# Your instructions
Determine how many lines in the entries contain the word "CopyClicked", and give that number with no other text.

(Stored items)
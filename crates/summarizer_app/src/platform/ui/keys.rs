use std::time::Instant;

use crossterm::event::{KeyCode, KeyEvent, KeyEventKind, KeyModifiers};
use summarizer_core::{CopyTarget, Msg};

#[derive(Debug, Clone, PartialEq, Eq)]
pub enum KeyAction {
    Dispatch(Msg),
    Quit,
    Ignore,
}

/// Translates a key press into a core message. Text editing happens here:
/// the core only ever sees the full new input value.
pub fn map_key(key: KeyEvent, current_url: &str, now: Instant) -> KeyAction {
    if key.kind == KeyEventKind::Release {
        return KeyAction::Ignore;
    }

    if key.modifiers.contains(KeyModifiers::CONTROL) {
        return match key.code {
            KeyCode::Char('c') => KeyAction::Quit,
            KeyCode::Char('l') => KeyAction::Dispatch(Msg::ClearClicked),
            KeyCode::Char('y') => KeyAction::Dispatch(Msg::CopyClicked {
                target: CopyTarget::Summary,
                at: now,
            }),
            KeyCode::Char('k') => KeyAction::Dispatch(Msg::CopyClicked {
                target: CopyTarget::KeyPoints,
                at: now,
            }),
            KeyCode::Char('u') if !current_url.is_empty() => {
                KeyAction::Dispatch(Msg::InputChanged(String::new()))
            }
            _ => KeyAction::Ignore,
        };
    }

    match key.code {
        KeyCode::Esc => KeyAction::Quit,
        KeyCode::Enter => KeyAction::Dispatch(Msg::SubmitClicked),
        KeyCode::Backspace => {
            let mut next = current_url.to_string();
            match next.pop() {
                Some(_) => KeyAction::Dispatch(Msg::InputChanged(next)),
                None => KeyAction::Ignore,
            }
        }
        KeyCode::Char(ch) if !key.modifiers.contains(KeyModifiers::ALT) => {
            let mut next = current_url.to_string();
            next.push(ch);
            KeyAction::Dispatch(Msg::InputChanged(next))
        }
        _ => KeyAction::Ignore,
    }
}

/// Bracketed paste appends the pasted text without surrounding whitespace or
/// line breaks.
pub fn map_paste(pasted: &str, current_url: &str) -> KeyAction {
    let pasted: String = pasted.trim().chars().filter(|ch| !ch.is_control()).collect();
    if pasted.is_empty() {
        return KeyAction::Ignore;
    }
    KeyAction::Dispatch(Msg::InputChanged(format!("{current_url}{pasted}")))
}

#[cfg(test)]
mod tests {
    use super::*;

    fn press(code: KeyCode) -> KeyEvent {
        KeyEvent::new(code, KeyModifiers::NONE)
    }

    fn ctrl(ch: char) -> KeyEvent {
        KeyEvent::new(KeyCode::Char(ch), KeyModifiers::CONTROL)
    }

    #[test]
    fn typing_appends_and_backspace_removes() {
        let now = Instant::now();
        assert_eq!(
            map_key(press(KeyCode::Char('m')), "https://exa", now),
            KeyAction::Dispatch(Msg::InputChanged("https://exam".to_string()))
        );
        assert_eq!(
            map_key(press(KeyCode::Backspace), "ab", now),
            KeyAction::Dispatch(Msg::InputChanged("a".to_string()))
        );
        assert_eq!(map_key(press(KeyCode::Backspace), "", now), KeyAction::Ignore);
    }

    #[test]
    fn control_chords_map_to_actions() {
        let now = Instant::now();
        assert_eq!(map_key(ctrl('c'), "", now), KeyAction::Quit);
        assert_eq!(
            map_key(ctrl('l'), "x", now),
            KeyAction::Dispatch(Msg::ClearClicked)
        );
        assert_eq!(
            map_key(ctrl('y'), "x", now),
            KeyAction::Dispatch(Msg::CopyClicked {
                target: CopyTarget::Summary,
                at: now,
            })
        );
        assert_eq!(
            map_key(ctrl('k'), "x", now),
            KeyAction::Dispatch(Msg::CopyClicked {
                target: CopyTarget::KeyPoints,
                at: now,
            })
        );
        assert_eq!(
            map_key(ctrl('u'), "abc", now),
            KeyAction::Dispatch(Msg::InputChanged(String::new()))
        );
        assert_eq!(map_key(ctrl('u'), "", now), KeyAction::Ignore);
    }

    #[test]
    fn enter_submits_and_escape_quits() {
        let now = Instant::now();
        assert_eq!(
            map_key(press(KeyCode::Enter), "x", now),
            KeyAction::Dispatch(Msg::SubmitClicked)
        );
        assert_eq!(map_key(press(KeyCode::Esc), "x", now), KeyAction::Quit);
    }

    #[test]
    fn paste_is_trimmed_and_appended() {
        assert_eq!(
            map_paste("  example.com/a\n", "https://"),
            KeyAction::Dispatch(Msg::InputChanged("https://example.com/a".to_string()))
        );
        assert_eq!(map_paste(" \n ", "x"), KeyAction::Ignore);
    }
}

# Answer box
4